The segmental nature of the embryo is most evident within the paraxial mesoderm during the formation of somites and within the nervous system during the formation of hindbrain rhombomeres. Classic and modern embryological experiments show that the posterior neural plate gives rise to the hindbrain and spinal cord portions of the central nervous system. Then, the hindbrain is subdivided into neuromeres that are required for proper structural patterning of the adult brain stem while the spinal cord remains unsegmented, although able to receive signaling cues from the adjacent mesoderm to organize its neuronal populations into an iterative pattern.

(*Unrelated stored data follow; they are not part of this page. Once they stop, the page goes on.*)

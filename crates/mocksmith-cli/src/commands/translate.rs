//! Translate command - glossary-aware translation.

use std::io::Write;
use std::path::PathBuf;

use colored::Colorize;
use mocksmith::{Snapshot, WordDefinition};

use crate::cli::ProviderChoice;

#[allow(clippy::too_many_arguments)]
pub fn run(
    text: String,
    glossary: Option<PathBuf>,
    instruction: String,
    json: bool,
    provider: ProviderChoice,
    model: Option<String>,
    stream: bool,
    verbose: bool,
) -> Result<(), Box<dyn std::error::Error>> {
    let glossary: Vec<WordDefinition> = match glossary {
        Some(path) => {
            if !path.exists() {
                return Err(format!("Glossary file not found: {}", path.display()).into());
            }
            serde_json::from_str(&std::fs::read_to_string(&path)?)?
        }
        None => Vec::new(),
    };

    let engine = super::build_engine(provider, model)?;

    if verbose {
        eprintln!(
            "{} with {} glossary terms via {}",
            "Translating".cyan().bold(),
            glossary.len().to_string().white(),
            engine.provider_name()
        );
    }

    let result = if stream {
        let mut on_progress = |snapshot: Snapshot| {
            eprint!(
                "\r{} {} patterns",
                "Streaming".cyan().bold(),
                snapshot.items.len().to_string().white()
            );
            let _ = std::io::stderr().flush();
        };
        let result = engine.translate(&glossary, &instruction, &text, Some(&mut on_progress));
        eprintln!();
        result?
    } else {
        engine.translate(&glossary, &instruction, &text, None)?
    };

    if json {
        println!("{}", serde_json::to_string_pretty(&result.translated)?);
    } else {
        println!("{} {}", "Summary:".yellow().bold(), result.translated.summary);
        for (index, pattern) in result.translated.data.iter().enumerate() {
            println!();
            println!("{} {}", format!("#{}", index + 1).white().bold(), pattern.en);
            println!("  {}", pattern.nuance.dimmed());
        }
    }

    eprintln!();
    eprintln!("Estimated cost: ${:.6}", result.price);
    Ok(())
}
//! Requirements command - informal request to bilingual requirement definitions.

use std::io::Write;

use colored::Colorize;
use mocksmith::{RequirementKind, Snapshot};

use crate::cli::ProviderChoice;

pub fn run(
    system: String,
    request: String,
    json: bool,
    provider: ProviderChoice,
    model: Option<String>,
    stream: bool,
    verbose: bool,
) -> Result<(), Box<dyn std::error::Error>> {
    let engine = super::build_engine(provider, model)?;

    if verbose {
        eprintln!(
            "{} via {}",
            "Analyzing requirements".cyan().bold(),
            engine.provider_name()
        );
    }

    let result = if stream {
        let mut on_progress = |snapshot: Snapshot| {
            eprint!(
                "\r{} {} categories",
                "Streaming".cyan().bold(),
                snapshot.items.len().to_string().white()
            );
            let _ = std::io::stderr().flush();
        };
        let result = engine.analyze_requirements(&system, &request, Some(&mut on_progress));
        eprintln!();
        result?
    } else {
        engine.analyze_requirements(&system, &request, None)?
    };

    if json {
        println!("{}", serde_json::to_string_pretty(&result.analysis)?);
    } else {
        println!("{} {}", "Summary:".yellow().bold(), result.analysis.summary);
        for definition in &result.analysis.requirement_definitions {
            println!();
            println!("{}", definition.category.white().bold());
            for item in &definition.items {
                println!("  [{}]", kind_label(item.kind).cyan());
                println!("    {}", item.ja);
                println!("    {}", item.en.dimmed());
            }
        }
    }

    eprintln!();
    eprintln!("Estimated cost: ${:.6}", result.price);
    Ok(())
}

fn kind_label(kind: RequirementKind) -> &'static str {
    match kind {
        RequirementKind::Functional => "functional",
        RequirementKind::NonFunctional => "non-functional",
        RequirementKind::Note => "note",
        RequirementKind::ExampleCode => "example-code",
    }
}
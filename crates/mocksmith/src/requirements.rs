//! Requirement analysis: informal feature requests to structured bilingual
//! requirement definitions.

use serde::{Deserialize, Serialize};
use serde_json::{json, Value};

use crate::error::Result;
use crate::llm::{response_format, ChatMessage};
use crate::mocksmith::Mocksmith;
use crate::stream::Snapshot;

/// Kind of one requirement item.
#[derive(Debug, Clone, Copy, PartialEq, Eq, Serialize, Deserialize)]
#[serde(rename_all = "kebab-case")]
pub enum RequirementKind {
    Functional,
    NonFunctional,
    Note,
    ExampleCode,
}

/// One bilingual requirement statement.
#[derive(Debug, Clone, PartialEq, Serialize, Deserialize)]
pub struct RequirementItem {
    #[serde(rename = "type")]
    pub kind: RequirementKind,
    /// English statement.
    pub en: String,
    /// Japanese statement.
    pub ja: String,
}

/// A category of requirement items.
#[derive(Debug, Clone, PartialEq, Serialize, Deserialize)]
pub struct RequirementDefinition {
    pub category: String,
    pub items: Vec<RequirementItem>,
}

/// Full analysis: Japanese summary plus categorized definitions.
#[derive(Debug, Clone, PartialEq, Serialize, Deserialize)]
pub struct RequirementAnalysis {
    pub summary: String,
    #[serde(rename = "requirementDefinitions")]
    pub requirement_definitions: Vec<RequirementDefinition>,
}

/// Outcome of one analysis request.
#[derive(Debug, Clone)]
pub struct RequirementAnalysisResult {
    /// Estimated cost in USD; 0 when the transport reported no usage.
    pub price: f64,
    pub analysis: RequirementAnalysis,
}

fn system_prompt(system_desc: &str) -> String {
    format!(
        "以下システムに対して、要求に基づき要件定義してください。\nシステムの解説:\n{system_desc}"
    )
}

fn response_schema() -> Value {
    json!({
        "type": "object",
        "properties": {
            "summary": {
                "type": "string",
                "description": "Summarize requirements analysis in Japanese"
            },
            "requirementDefinitions": {
                "type": "array",
                "items": {
                    "type": "object",
                    "properties": {
                        "category": { "type": "string" },
                        "items": {
                            "type": "array",
                            "items": {
                                "type": "object",
                                "properties": {
                                    "type": {
                                        "type": "string",
                                        "enum": ["functional", "non-functional", "note", "example-code"]
                                    },
                                    "en": { "type": "string", "description": "in English" },
                                    "ja": { "type": "string", "description": "in Japanese" }
                                },
                                "required": ["type", "en", "ja"],
                                "additionalProperties": false
                            }
                        }
                    },
                    "required": ["category", "items"],
                    "additionalProperties": false
                }
            }
        },
        "required": ["summary", "requirementDefinitions"],
        "additionalProperties": false
    })
}

impl Mocksmith {
    /// Translate an informal feature request into structured bilingual
    /// requirement definitions for the described system.
    pub fn analyze_requirements(
        &self,
        system_desc: &str,
        request: &str,
        on_progress: Option<&mut dyn FnMut(Snapshot)>,
    ) -> Result<RequirementAnalysisResult> {
        let messages = vec![
            ChatMessage::system(system_prompt(system_desc)),
            ChatMessage::user(request),
        ];

        let streamed = on_progress.is_some();
        let (document, price) = self.run_structured(
            messages,
            response_format("definitions", response_schema()),
            "requirementDefinitions",
            on_progress,
        )?;

        let analysis: RequirementAnalysis = serde_json::from_value(document).map_err(|e| {
            Mocksmith::finalization_error(streamed, format!("unexpected analysis shape: {e}"))
        })?;

        Ok(RequirementAnalysisResult { price, analysis })
    }
}
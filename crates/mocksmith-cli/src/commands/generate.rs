//! Generate command - mock table data from a column schema.

use std::io::Write;
use std::path::PathBuf;

use colored::Colorize;
use mocksmith::{table_to_csv, ColumnDefinition, FormatConfig, Snapshot};

use crate::cli::{DateOrderChoice, OutputFormat, ProviderChoice};

#[allow(clippy::too_many_arguments)]
pub fn run(
    schema: PathBuf,
    request: String,
    output: Option<PathBuf>,
    format: OutputFormat,
    provider: ProviderChoice,
    model: Option<String>,
    stream: bool,
    date_order: DateOrderChoice,
    verbose: bool,
) -> Result<(), Box<dyn std::error::Error>> {
    if !schema.exists() {
        return Err(format!("Schema file not found: {}", schema.display()).into());
    }
    let schema_text = std::fs::read_to_string(&schema)?;
    let definitions: Vec<ColumnDefinition> = serde_json::from_str(&schema_text)?;

    let engine = super::build_engine(provider, model)?;

    eprintln!(
        "{} {} columns via {}",
        "Generating".cyan().bold(),
        definitions.len().to_string().white(),
        engine.provider_name()
    );
    if verbose {
        for def in &definitions {
            eprintln!(
                "  {:20} {:10} {}",
                def.key,
                def.value_type.to_string(),
                if def.required { "required" } else { "optional" }
            );
        }
    }

    let result = if stream {
        let mut on_progress = |snapshot: Snapshot| {
            eprint!(
                "\r{} {} rows",
                "Streaming".cyan().bold(),
                snapshot.items.len().to_string().white()
            );
            let _ = std::io::stderr().flush();
        };
        let result = engine.generate_table_data(&definitions, &request, Some(&mut on_progress));
        eprintln!();
        result?
    } else {
        engine.generate_table_data(&definitions, &request, None)?
    };

    eprintln!(
        "{} {} rows (${:.6})",
        "Generated".green().bold(),
        result.table.data.len().to_string().white().bold(),
        result.price
    );
    if !result.table.summary.is_empty() {
        eprintln!("{} {}", "Summary:".yellow().bold(), result.table.summary);
    }

    let rendered = match format {
        OutputFormat::Csv => {
            let config = FormatConfig {
                date_order: date_order.into(),
                ..FormatConfig::default()
            };
            table_to_csv(&result.table, &definitions, &config)?
        }
        OutputFormat::Json => serde_json::to_string_pretty(&result.table)?,
    };

    match output {
        Some(path) => {
            std::fs::write(&path, rendered)?;
            eprintln!(
                "{} {}",
                "Saved to".green().bold(),
                path.display().to_string().white()
            );
        }
        None => println!("{}", rendered),
    }

    Ok(())
}
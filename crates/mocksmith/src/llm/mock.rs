//! Mock chat provider for local development and tests.
//!
//! Stands in for the remote completion endpoint: canned structured payloads
//! are selected by substring-matching the first system message, the same
//! keying the development fixture of the original service used. Unknown
//! request content is a hard error, never a silent fallback.

use crate::error::{MocksmithError, Result};

use super::cost::{PromptTokensDetails, UsageRecord};
use super::provider::{ChatCompletion, ChatProvider, ChatRequest};

/// Canned requirement-analysis payload.
const REQUIREMENTS_PAYLOAD: &str = r#"{"summary":"OWASP Top 10を考慮したセキュリティ要件定義","requirementDefinitions":[{"category":"セキュリティ","items":[{"type":"non-functional","ja":"通信はTLS 1.2以上を使用して暗号化する。","en":"Use TLS 1.2 or above for encrypted communications."},{"type":"non-functional","ja":"パスワードはbcrypt、scrypt、またはArgon2でハッシュ化する。","en":"Hash passwords using a strong algorithm such as bcrypt, scrypt, or Argon2."},{"type":"functional","ja":"ユーザーには二要素認証のオプションを提供する。","en":"Provide users with an option for two-factor authentication."}]},{"category":"運用","items":[{"type":"non-functional","ja":"定期的にセキュリティアップデートを適用し、既知の脆弱性からシステムを保護する。","en":"Regularly apply security updates to protect against known vulnerabilities."},{"type":"note","ja":"ログイン試行制限を設けてブルートフォース攻撃を防ぐ。","en":"Implement login attempt limits to prevent brute force attacks."}]}]}"#;

/// Canned table-data payload (a five-user mock table).
const TABLE_DATA_PAYLOAD: &str = r#"{"data":[{"name":{"first":"John","middle":null,"last":"Doe"},"address":{"country":"アメリカ合衆国","zipCode":"10001","address":"123 Main St, New York, NY"},"gender":"male","birthday":{"year":1990,"month":5,"day":15},"loginTime":{"hour":14,"minute":30,"second":45},"countOfLogin":150},{"name":{"first":"Anna","middle":"Maria","last":"Smith"},"address":{"country":"イギリス","zipCode":"SW1A 1AA","address":"10 Downing St, London"},"gender":"female","birthday":{"year":1985,"month":7,"day":22},"loginTime":null,"countOfLogin":null},{"name":{"first":"Yuki","middle":null,"last":"Tanaka"},"address":{"country":"日本","zipCode":"150-0001","address":"東京都渋谷区神宮前1-1-1"},"gender":"female","birthday":{"year":1992,"month":3,"day":10},"loginTime":{"hour":9,"minute":15,"second":30},"countOfLogin":85},{"name":{"first":"Carlos","middle":null,"last":"Gomez"},"address":{"country":"スペイン","zipCode":"28013","address":"Calle de Alcalá, Madrid"},"gender":"male","birthday":{"year":1988,"month":11,"day":5},"loginTime":{"hour":20,"minute":45,"second":10},"countOfLogin":200},{"name":{"first":"Liu","middle":null,"last":"Wei"},"address":{"country":"中国","zipCode":"100000","address":"北京市朝阳区建国路1号"},"gender":"male","birthday":{"year":1995,"month":12,"day":25},"loginTime":null,"countOfLogin":null}],"summary":"グローバルなWebサイトのユーザーテーブルのモックデータ。5名分。"}"#;

/// Canned translation payload.
const TRANSLATION_PAYLOAD: &str = r#"{"summary":"用語集を考慮して技術文書を翻訳した。","data":[{"en":"The streaming reducer rebuilds partial results as fragments arrive.","nuance":"fragmentは構造境界に揃わない断片というニュアンスを含みます。"},{"en":"Schema compilation happens before any remote call is made.","nuance":"happensは処理が自動的に走る軽いニュアンスです。"}]}"#;

/// Mock provider returning canned structured responses.
pub struct MockProvider {
    /// Character count per streamed fragment.
    fragment_size: usize,
}

impl MockProvider {
    pub fn new() -> Self {
        Self { fragment_size: 7 }
    }

    /// Override the streamed fragment size (characters).
    pub fn with_fragment_size(mut self, size: usize) -> Self {
        self.fragment_size = size.max(1);
        self
    }

    /// Select the canned payload by the first system message's content.
    fn canned_response(&self, request: &ChatRequest) -> Result<(&'static str, UsageRecord)> {
        let system_content = request
            .messages
            .first()
            .map(|m| m.content.as_str())
            .unwrap_or_default();

        if system_content.contains("要件定義") {
            Ok((REQUIREMENTS_PAYLOAD, usage(167, 575)))
        } else if system_content.contains("mock data") {
            Ok((TABLE_DATA_PAYLOAD, usage(211, 436)))
        } else if system_content.contains("translator") {
            Ok((TRANSLATION_PAYLOAD, usage(180, 120)))
        } else {
            Err(MocksmithError::Config(format!(
                "unknown request at mock provider: '{}'",
                system_content.chars().take(40).collect::<String>()
            )))
        }
    }
}

impl Default for MockProvider {
    fn default() -> Self {
        Self::new()
    }
}

impl ChatProvider for MockProvider {
    fn complete(&self, request: &ChatRequest) -> Result<ChatCompletion> {
        let (content, usage) = self.canned_response(request)?;
        Ok(ChatCompletion {
            content: content.to_string(),
            usage: Some(usage),
        })
    }

    fn complete_streaming(
        &self,
        request: &ChatRequest,
        on_fragment: &mut dyn FnMut(&str) -> Result<()>,
    ) -> Result<ChatCompletion> {
        let (content, usage) = self.canned_response(request)?;
        let chars: Vec<char> = content.chars().collect();
        for chunk in chars.chunks(self.fragment_size) {
            let fragment: String = chunk.iter().collect();
            on_fragment(&fragment)?;
        }
        Ok(ChatCompletion {
            content: content.to_string(),
            usage: Some(usage),
        })
    }

    fn name(&self) -> &str {
        "mock"
    }
}

fn usage(prompt: u64, completion: u64) -> UsageRecord {
    UsageRecord {
        prompt_tokens: prompt,
        completion_tokens: completion,
        prompt_tokens_details: Some(PromptTokensDetails::default()),
        completion_tokens_details: None,
    }
}

#[cfg(test)]
mod tests {
    use super::*;
    use crate::llm::provider::ChatMessage;
    use serde_json::{json, Value};

    fn request(system: &str) -> ChatRequest {
        ChatRequest {
            model: "gpt-4o-2024-08-06".to_string(),
            messages: vec![ChatMessage::system(system), ChatMessage::user("go")],
            response_format: json!({}),
            top_p: 0.5,
            temperature: None,
        }
    }

    #[test]
    fn test_keying_by_system_message() {
        let provider = MockProvider::new();
        let table = provider.complete(&request("Please generate mock data.")).unwrap();
        assert!(table.content.contains("\"data\""));

        let reqs = provider.complete(&request("以下システムに対して要件定義してください")).unwrap();
        assert!(reqs.content.contains("requirementDefinitions"));

        let tr = provider
            .complete(&request("You are a professional translator."))
            .unwrap();
        assert!(tr.content.contains("nuance"));
    }

    #[test]
    fn test_unknown_content_is_hard_error() {
        let provider = MockProvider::new();
        assert!(provider.complete(&request("something else")).is_err());
    }

    #[test]
    fn test_canned_payloads_are_valid_json() {
        for payload in [REQUIREMENTS_PAYLOAD, TABLE_DATA_PAYLOAD, TRANSLATION_PAYLOAD] {
            serde_json::from_str::<Value>(payload).unwrap();
        }
    }

    #[test]
    fn test_streaming_reassembles_to_full_payload() {
        let provider = MockProvider::new().with_fragment_size(5);
        let mut collected = String::new();
        let mut fragments = 0;
        let completion = provider
            .complete_streaming(&request("Please generate mock data."), &mut |f| {
                collected.push_str(f);
                fragments += 1;
                Ok(())
            })
            .unwrap();
        assert!(fragments > 1);
        assert_eq!(collected, completion.content);
        assert_eq!(completion.usage.unwrap().prompt_tokens, 211);
    }

    #[test]
    fn test_callback_error_aborts_stream() {
        let provider = MockProvider::new();
        let result = provider.complete_streaming(&request("Please generate mock data."), &mut |_| {
            Err(MocksmithError::Stream("boom".to_string()))
        });
        assert!(result.is_err());
    }
}
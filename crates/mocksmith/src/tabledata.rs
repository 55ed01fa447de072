//! Mock table-data generation against a user-specified column schema.

use serde::{Deserialize, Serialize};
use serde_json::{json, Value};

use crate::error::{MocksmithError, Result};
use crate::llm::{response_format, ChatMessage};
use crate::mocksmith::Mocksmith;
use crate::schema::{format_cells, ColumnDefinition, CompiledSchema, FormatConfig};
use crate::stream::Snapshot;

const SYSTEM_PROMPT: &str = "Please generate mock data based on requirements.";

/// Generated table: summary plus one JSON object per row.
#[derive(Debug, Clone, PartialEq, Serialize, Deserialize)]
pub struct TableData {
    pub summary: String,
    pub data: Vec<Value>,
}

/// Outcome of one generation request.
#[derive(Debug, Clone)]
pub struct TableDataResult {
    /// Estimated cost in USD; 0 when the transport reported no usage.
    pub price: f64,
    pub table: TableData,
}

impl Mocksmith {
    /// Generate mock rows matching `definitions` from a natural-language
    /// request.
    ///
    /// With a progress callback the call streams and the callback receives
    /// partial snapshots as rows resolve. The returned table always comes
    /// from the finalized response, validated against the compiled schema.
    pub fn generate_table_data(
        &self,
        definitions: &[ColumnDefinition],
        request: &str,
        on_progress: Option<&mut dyn FnMut(Snapshot)>,
    ) -> Result<TableDataResult> {
        let schema = CompiledSchema::compile(definitions)?;
        let response_schema = json!({
            "type": "object",
            "properties": {
                "data": { "type": "array", "items": schema.row_schema() },
                "summary": { "type": "string", "description": "Summarize data info in Japanese" },
            },
            "required": ["data", "summary"],
            "additionalProperties": false,
        });
        let messages = vec![
            ChatMessage::system(SYSTEM_PROMPT),
            ChatMessage::user(request),
        ];

        let streamed = on_progress.is_some();
        let (document, price) = self.run_structured(
            messages,
            response_format("table", response_schema),
            "data",
            on_progress,
        )?;

        let table: TableData = serde_json::from_value(document).map_err(|e| {
            Mocksmith::finalization_error(streamed, format!("unexpected table shape: {e}"))
        })?;
        schema.validate_rows(&table.data).map_err(|e| {
            Mocksmith::finalization_error(streamed, format!("table failed schema validation: {e}"))
        })?;

        Ok(TableDataResult { price, table })
    }
}

/// Render a generated table as CSV, honoring per-column `split` flags.
pub fn table_to_csv(
    table: &TableData,
    definitions: &[ColumnDefinition],
    config: &FormatConfig,
) -> Result<String> {
    let mut writer = csv::Writer::from_writer(Vec::new());

    let headers: Vec<String> = definitions.iter().flat_map(|d| d.header_cells()).collect();
    writer.write_record(&headers)?;

    for row in &table.data {
        let mut record: Vec<String> = Vec::with_capacity(headers.len());
        for def in definitions {
            record.extend(format_cells(def, row.get(&def.key), config, true));
        }
        writer.write_record(&record)?;
    }

    let bytes = writer
        .into_inner()
        .map_err(|e| MocksmithError::Config(format!("CSV buffer error: {e}")))?;
    String::from_utf8(bytes).map_err(|e| MocksmithError::Config(format!("CSV encoding error: {e}")))
}

#[cfg(test)]
mod tests {
    use super::*;
    use crate::schema::ValueType;

    fn table() -> TableData {
        TableData {
            summary: "two users".to_string(),
            data: vec![
                json!({
                    "name": { "first": "John", "middle": null, "last": "Doe" },
                    "age": 30,
                    "active": true
                }),
                json!({
                    "name": { "first": "Anna", "middle": "Maria", "last": "Smith" },
                    "age": null,
                    "active": false
                }),
            ],
        }
    }

    fn definitions() -> Vec<ColumnDefinition> {
        vec![
            ColumnDefinition::new("name", ValueType::FullName).with_split(),
            ColumnDefinition::new("age", ValueType::Integer).optional(),
            ColumnDefinition::new("active", ValueType::Boolean),
        ]
    }

    #[test]
    fn test_csv_export() {
        let csv = table_to_csv(&table(), &definitions(), &FormatConfig::default()).unwrap();
        let mut lines = csv.lines();
        assert_eq!(
            lines.next().unwrap(),
            "name_first,name_middle,name_last,age,active"
        );
        assert_eq!(lines.next().unwrap(), "John,,Doe,30,TRUE");
        assert_eq!(lines.next().unwrap(), "Anna,Maria,Smith,,FALSE");
    }

    #[test]
    fn test_csv_export_collapsed() {
        let defs = vec![
            ColumnDefinition::new("name", ValueType::FullName),
            ColumnDefinition::new("age", ValueType::Integer).optional(),
            ColumnDefinition::new("active", ValueType::Boolean),
        ];
        let csv = table_to_csv(&table(), &defs, &FormatConfig::default()).unwrap();
        let mut lines = csv.lines();
        assert_eq!(lines.next().unwrap(), "name,age,active");
        assert_eq!(lines.next().unwrap(), "John Doe,30,TRUE");
    }
}
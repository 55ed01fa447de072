//! Streaming result reducer.
//!
//! Reconstructs the target shape `{ summary, <items_key>: [...] }` from raw
//! streaming fragments and notifies a progress callback once per resolved
//! value, in resolution order. Snapshots handed to the callback are owned
//! clones; caller-side mutation cannot corrupt reducer state.
//!
//! Lifecycle over one remote call: fragments are applied while the stream
//! is live (accumulating); once the transport signals completion the caller
//! parses the full response text, which supersedes anything assembled here —
//! partial snapshots are advisory, for progressive display only. A transport
//! or parse failure poisons the reducer: no further callbacks occur.

use serde_json::Value;

use crate::error::{MocksmithError, Result};

use super::parser::{JsonPath, JsonStreamBuilder, PathSeg};

/// In-progress reconstruction of a streamed result.
///
/// `summary` may still be growing; the last element of `items` may be a
/// partially-filled object. Items are never retracted, only appended.
#[derive(Debug, Clone, Default, PartialEq)]
pub struct Snapshot {
    pub summary: String,
    pub items: Vec<Value>,
}

/// Incremental reducer over one streaming response.
pub struct StreamReducer {
    builder: JsonStreamBuilder,
    items_key: String,
    failed: bool,
}

impl StreamReducer {
    /// Create a reducer watching `summary` and every element under
    /// `items_key` (`data`, `requirementDefinitions`, ...).
    pub fn new(items_key: impl Into<String>) -> Self {
        Self {
            builder: JsonStreamBuilder::new(),
            items_key: items_key.into(),
            failed: false,
        }
    }

    /// Apply one fragment, invoking `on_progress` once per value resolved
    /// at a watched path. Partial string values are re-emitted as they grow.
    pub fn apply(
        &mut self,
        fragment: &str,
        on_progress: &mut dyn FnMut(Snapshot),
    ) -> Result<()> {
        if self.failed {
            return Err(MocksmithError::Stream(
                "reducer already failed; fragment dropped".to_string(),
            ));
        }
        let events = match self.builder.feed(fragment) {
            Ok(events) => events,
            Err(e) => {
                self.failed = true;
                return Err(e);
            }
        };
        for path in &events {
            if self.watches(path) {
                on_progress(self.current_snapshot());
            }
        }
        Ok(())
    }

    /// Current best-effort snapshot of the target shape.
    pub fn current_snapshot(&self) -> Snapshot {
        let doc = self.builder.snapshot();
        Snapshot {
            summary: doc
                .get("summary")
                .and_then(Value::as_str)
                .unwrap_or_default()
                .to_string(),
            items: doc
                .get(&self.items_key)
                .and_then(Value::as_array)
                .cloned()
                .unwrap_or_default(),
        }
    }

    /// True once the underlying document has fully closed.
    pub fn is_complete(&self) -> bool {
        self.builder.is_complete()
    }

    fn watches(&self, path: &JsonPath) -> bool {
        match path.first() {
            Some(PathSeg::Key(k)) if k == "summary" => path.len() == 1,
            Some(PathSeg::Key(k)) if *k == self.items_key => path.len() >= 2,
            _ => false,
        }
    }
}
//! App registry loader

use crate::api::{AnalyticsApi, AppDescriptor};
use crate::session::Session;

/// Fetch the application list.
///
/// Never fails: any error (including `401`) is logged and an empty list is
/// returned so the rest of the dashboard keeps working.
pub async fn load_apps(api: &dyn AnalyticsApi, session: &Session) -> Vec<AppDescriptor> {
    match api.list_apps(session).await {
        Ok(apps) => {
            tracing::info!(count = apps.len(), "Loaded applications");
            apps
        }
        Err(e) => {
            tracing::error!(error = %e, "Failed to fetch applications");
            Vec::new()
        }
    }
}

What sets up the difference between segmented and unsegmented regions? Here, we use genetic and molecular approaches in zebrafish to address the mechanisms involved in the determination of the hindbrain and spinal cord regions from a common posterior neural plate territory. In all species studied so far, including zebrafish, members of the Caudal (Cdx) family of homeobox transcription factors are required for proper development of the most posterior regions of the embryo. We examined hindbrain and spinal cord neuronal populations in zebrafish embryos lacking cdx1a and cdx4 activities. Single cdx1a or cdx4 depleted embryos show mild shifts in the distribution of these neuronal populations. In contrast, double cdx1a/cdx4-deficient embryos display the presence of hindbrain neuronal populations throughout the trunk and tail of the animal and the absence of spinal cordspecific neuronal markers. In addition, hox expression analysis in double mutants reveals the presence of extra neuromeres that are arranged in a mirror image duplication pattern to the native hindbrain segments. Our data suggest that members of the Cdx family of homeobox transcription factors are required to suppress segmentation of the posterior portion of the neural plate and thus allow the development of the spinal cord. We further suggest that a common mechanism involving cdx genes may play a role in the segmentation of both the nervous system and the paraxial mesoderm.